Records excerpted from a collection
BEGIN
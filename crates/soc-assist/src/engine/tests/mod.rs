mod common;
mod explain;
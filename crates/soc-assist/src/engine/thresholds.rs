use serde::{Deserialize, Serialize};

use super::domain::SeverityLevel;
use super::errors::ConfigViolation;

/// Lower boundary of one severity range as written in a configuration document.
#[derive(Debug, Clone, Copy, PartialEq, Serialize, Deserialize)]
pub struct ThresholdDefinition {
    pub level: SeverityLevel,
    pub min: f64,
}

/// Five half-open ranges `[min_i, min_{i+1})` over the score axis; the top range is unbounded.
#[derive(Debug, Clone, Copy, PartialEq)]
pub struct ThresholdTable {
    lower_bounds: [f64; SeverityLevel::COUNT],
}

/// Serializable view of one range.
#[derive(Debug, Clone, Copy, PartialEq, Serialize)]
pub struct SeverityRange {
    pub level: SeverityLevel,
    pub label: &'static str,
    pub min: f64,
    #[serde(skip_serializing_if = "Option::is_none")]
    pub max_exclusive: Option<f64>,
}

impl ThresholdTable {
    /// Builds the table, reporting every ordering or coverage problem at once.
    pub fn from_definitions(
        definitions: &[ThresholdDefinition],
    ) -> Result<Self, Vec<ConfigViolation>> {
        let mut violations = Vec::new();

        if definitions.len() != SeverityLevel::COUNT {
            violations.push(ConfigViolation::ThresholdCount {
                expected: SeverityLevel::COUNT,
                found: definitions.len(),
            });
            return Err(violations);
        }

        let mut lower_bounds = [0.0; SeverityLevel::COUNT];
        for (position, (definition, expected)) in definitions
            .iter()
            .zip(SeverityLevel::ordered())
            .enumerate()
        {
            if definition.level != expected {
                violations.push(ConfigViolation::ThresholdOrder {
                    position,
                    expected,
                    found: definition.level,
                });
            }
            if !definition.min.is_finite() {
                violations.push(ConfigViolation::NonFiniteThreshold {
                    level: definition.level,
                });
                continue;
            }
            lower_bounds[position] = definition.min;

            if position == 0 {
                if definition.min != 0.0 {
                    violations.push(ConfigViolation::ThresholdNotExhaustive {
                        min: definition.min,
                    });
                }
            } else {
                let previous = definitions[position - 1].min;
                if previous.is_finite() && definition.min <= previous {
                    violations.push(ConfigViolation::ThresholdNotIncreasing {
                        level: definition.level,
                        min: definition.min,
                        previous,
                    });
                }
            }
        }

        if violations.is_empty() {
            Ok(Self { lower_bounds })
        } else {
            Err(violations)
        }
    }

    /// Range lookup. Scores below the first boundary fall into the lowest level.
    pub fn classify(&self, score: f64) -> SeverityLevel {
        let levels = SeverityLevel::ordered();
        let mut level = levels[0];
        for (candidate, min) in levels.into_iter().zip(self.lower_bounds) {
            if score >= min {
                level = candidate;
            } else {
                break;
            }
        }
        level
    }

    pub fn lower_bound(&self, level: SeverityLevel) -> f64 {
        self.lower_bounds[level.index()]
    }

    pub fn upper_bound(&self, level: SeverityLevel) -> Option<f64> {
        self.lower_bounds.get(level.index() + 1).copied()
    }

    pub fn ranges(&self) -> Vec<SeverityRange> {
        SeverityLevel::ordered()
            .into_iter()
            .map(|level| SeverityRange {
                level,
                label: level.label(),
                min: self.lower_bound(level),
                max_exclusive: self.upper_bound(level),
            })
            .collect()
    }

    pub fn definitions(&self) -> Vec<ThresholdDefinition> {
        SeverityLevel::ordered()
            .into_iter()
            .map(|level| ThresholdDefinition {
                level,
                min: self.lower_bound(level),
            })
            .collect()
    }
}

#[cfg(test)]
mod tests {
    use super::*;

    fn definitions(mins: [f64; 5]) -> Vec<ThresholdDefinition> {
        SeverityLevel::ordered()
            .into_iter()
            .zip(mins)
            .map(|(level, min)| ThresholdDefinition { level, min })
            .collect()
    }

    fn default_table() -> ThresholdTable {
        ThresholdTable::from_definitions(&definitions([0.0, 41.0, 121.0, 281.0, 601.0]))
            .expect("valid thresholds")
    }

    #[test]
    fn boundaries_are_lower_inclusive() {
        let table = default_table();
        assert_eq!(table.classify(0.0), SeverityLevel::Informative);
        assert_eq!(table.classify(40.0), SeverityLevel::Informative);
        assert_eq!(table.classify(40.99), SeverityLevel::Informative);
        assert_eq!(table.classify(41.0), SeverityLevel::Suspicious);
        assert_eq!(table.classify(280.0), SeverityLevel::Incident);
        assert_eq!(table.classify(281.0), SeverityLevel::Critical);
        assert_eq!(table.classify(600.0), SeverityLevel::Critical);
        assert_eq!(table.classify(601.0), SeverityLevel::Breach);
        assert_eq!(table.classify(1.0e9), SeverityLevel::Breach);
    }

    #[test]
    fn negative_scores_fall_into_lowest_level() {
        assert_eq!(default_table().classify(-12.5), SeverityLevel::Informative);
    }

    #[test]
    fn top_range_is_unbounded() {
        let table = default_table();
        assert_eq!(table.upper_bound(SeverityLevel::Breach), None);
        assert_eq!(table.upper_bound(SeverityLevel::Critical), Some(601.0));
        assert_eq!(table.lower_bound(SeverityLevel::Breach), 601.0);
    }

    #[test]
    fn rejects_non_increasing_boundaries_and_reports_all() {
        let violations =
            ThresholdTable::from_definitions(&definitions([5.0, 41.0, 41.0, 30.0, 601.0]))
                .expect_err("invalid thresholds");
        assert!(violations.contains(&ConfigViolation::ThresholdNotExhaustive { min: 5.0 }));
        assert!(violations
            .iter()
            .filter(|violation| matches!(violation, ConfigViolation::ThresholdNotIncreasing { .. }))
            .count()
            == 2);
    }

    #[test]
    fn rejects_wrong_count_and_order() {
        let short = definitions([0.0, 41.0, 121.0, 281.0, 601.0])[..4].to_vec();
        assert_eq!(
            ThresholdTable::from_definitions(&short).expect_err("four levels"),
            vec![ConfigViolation::ThresholdCount {
                expected: 5,
                found: 4
            }]
        );

        let mut swapped = definitions([0.0, 41.0, 121.0, 281.0, 601.0]);
        swapped[1].level = SeverityLevel::Incident;
        let violations = ThresholdTable::from_definitions(&swapped).expect_err("misordered");
        assert!(matches!(
            violations[0],
            ConfigViolation::ThresholdOrder { position: 1, .. }
        ));
    }
}
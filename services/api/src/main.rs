use soc_assist_api::run;

#[tokio::main]
async fn main() {
    if let Err(err) = run().await {
        eprintln!("application error: {err}");
        std::process::exit(1);
    }
}
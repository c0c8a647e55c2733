use std::sync::Arc;

use serde::{Deserialize, Serialize};
use tracing::info;

use super::repository::{OutcomeRepository, RepositoryError};
use crate::calibration::{
    spawn_calibration, CalibrationError, CalibrationSettings, CancelFlag, GroundTruth,
    IncidentId, ResolvedOutcome,
};
use crate::engine::{
    catalog, AnswerSet, ModuleCatalog, Report, ScoringResult, ValidationError,
};
use crate::versions::{
    ConfigEdit, ConfigurationRegistry, ConfigurationVersion, Draft, DraftId, RegistryError,
    VersionSummary, VersionView, WeightHistoryEntry,
};

/// Scoring result paired with its presentation report.
#[derive(Debug, Clone, Serialize)]
pub struct Evaluation {
    pub result: ScoringResult,
    pub report: Report,
}

/// Outcome reported by the incident store; scored against the Active version on intake.
#[derive(Debug, Clone, Deserialize)]
pub struct OutcomeSubmission {
    pub incident_id: IncidentId,
    pub answers: AnswerSet,
    #[serde(default)]
    pub resolution: Option<GroundTruth>,
}

#[derive(Debug, Clone, Serialize)]
pub struct CatalogView {
    pub config_version: u64,
    pub modules: Vec<ModuleCatalog>,
}

/// Service composing the version registry, calibration settings and outcome store.
pub struct TriageService<R> {
    registry: Arc<ConfigurationRegistry>,
    repository: Arc<R>,
    settings: CalibrationSettings,
    top_n: usize,
}

impl<R> TriageService<R>
where
    R: OutcomeRepository + 'static,
{
    pub fn new(
        registry: Arc<ConfigurationRegistry>,
        repository: Arc<R>,
        settings: CalibrationSettings,
        top_n: usize,
    ) -> Self {
        Self {
            registry,
            repository,
            settings,
            top_n,
        }
    }

    pub fn registry(&self) -> &Arc<ConfigurationRegistry> {
        &self.registry
    }

    /// Scores an answer set against the Active version.
    pub fn evaluate(
        &self,
        answers: &AnswerSet,
        top_n: Option<usize>,
    ) -> Result<Evaluation, TriageServiceError> {
        let snapshot = self.registry.active();
        Ok(self.score(&snapshot, answers, top_n)?)
    }

    /// Scores against a retained version, or the Active one when `version` is absent.
    pub fn rescore(
        &self,
        answers: &AnswerSet,
        version: Option<u64>,
        top_n: Option<usize>,
    ) -> Result<Evaluation, TriageServiceError> {
        let snapshot = match version {
            Some(number) => self
                .registry
                .version(number)
                .ok_or(RegistryError::UnknownVersion(number))?,
            None => self.registry.active(),
        };
        Ok(self.score(&snapshot, answers, top_n)?)
    }

    pub fn catalog(&self) -> CatalogView {
        let snapshot = self.registry.active();
        CatalogView {
            config_version: snapshot.version,
            modules: catalog(snapshot.config()),
        }
    }

    pub fn record_outcome(
        &self,
        submission: OutcomeSubmission,
    ) -> Result<ResolvedOutcome, TriageServiceError> {
        let snapshot = self.registry.active();
        let result = snapshot.engine().evaluate(&submission.answers)?;
        let stored = self.repository.insert(ResolvedOutcome {
            incident_id: submission.incident_id,
            answers: submission.answers,
            result,
            resolution: submission.resolution,
        })?;
        info!(
            incident = %stored.incident_id,
            version = snapshot.version,
            resolved = stored.resolution.is_some(),
            "outcome recorded"
        );
        Ok(stored)
    }

    /// Records the analyst verdict for an incident that was triaged earlier.
    pub fn resolve_outcome(
        &self,
        id: &IncidentId,
        resolution: Option<GroundTruth>,
    ) -> Result<ResolvedOutcome, TriageServiceError> {
        let updated = self.repository.resolve(id, resolution)?;
        info!(
            incident = %updated.incident_id,
            resolved = updated.resolution.is_some(),
            "outcome resolution updated"
        );
        Ok(updated)
    }

    pub fn outcome(&self, id: &IncidentId) -> Result<ResolvedOutcome, TriageServiceError> {
        let outcome = self
            .repository
            .fetch(id)?
            .ok_or(RepositoryError::NotFound)?;
        Ok(outcome)
    }

    /// Runs calibration over the recorded history and files the result as a draft.
    pub async fn propose_calibration(
        &self,
        cancel: CancelFlag,
    ) -> Result<Draft, TriageServiceError> {
        let outcomes = self.repository.history()?;
        let snapshot = self.registry.active();
        let proposal = spawn_calibration(
            snapshot.config().clone(),
            snapshot.version,
            outcomes,
            self.settings,
            cancel,
        )
        .await?;
        Ok(self.registry.submit_calibration(proposal))
    }

    pub fn propose_edits(
        &self,
        edits: &[ConfigEdit],
        note: Option<&str>,
    ) -> Result<Draft, TriageServiceError> {
        Ok(self.registry.propose_edits(edits, note)?)
    }

    pub fn draft(&self, id: &DraftId) -> Result<Draft, TriageServiceError> {
        Ok(self.registry.draft(id)?)
    }

    pub fn apply(&self, id: &DraftId) -> Result<VersionView, TriageServiceError> {
        let activated = self.registry.apply(id)?;
        Ok(self.registry.view(activated.version)?)
    }

    pub fn reject(&self, id: &DraftId) -> Result<Draft, TriageServiceError> {
        Ok(self.registry.reject(id)?)
    }

    pub fn active_view(&self) -> Result<VersionView, TriageServiceError> {
        let version = self.registry.active().version;
        Ok(self.registry.view(version)?)
    }

    pub fn version_view(&self, version: u64) -> Result<VersionView, TriageServiceError> {
        Ok(self.registry.view(version)?)
    }

    pub fn versions(&self) -> Vec<VersionSummary> {
        self.registry.versions()
    }

    pub fn weight_history(&self) -> Vec<WeightHistoryEntry> {
        self.registry.weight_history()
    }

    fn score(
        &self,
        snapshot: &ConfigurationVersion,
        answers: &AnswerSet,
        top_n: Option<usize>,
    ) -> Result<Evaluation, ValidationError> {
        let result = snapshot.engine().evaluate(answers)?;
        let report = Report::for_result(&result, top_n.unwrap_or(self.top_n));
        Ok(Evaluation { result, report })
    }
}

/// Error raised by the triage service.
#[derive(Debug, thiserror::Error)]
pub enum TriageServiceError {
    #[error(transparent)]
    Validation(#[from] ValidationError),
    #[error(transparent)]
    Registry(#[from] RegistryError),
    #[error(transparent)]
    Calibration(#[from] CalibrationError),
    #[error(transparent)]
    Repository(#[from] RepositoryError),
}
END
● Brief
Every line in the data that holds the string "Informative" should be returned.

● Task output
        assert_eq!(table.classify(0.0), SeverityLevel::Informative);
        assert_eq!(table.classify(40.0), SeverityLevel::Informative);
        assert_eq!(table.classify(40.99), SeverityLevel::Informative);
        assert_eq!(default_table().classify(-12.5), SeverityLevel::Informative);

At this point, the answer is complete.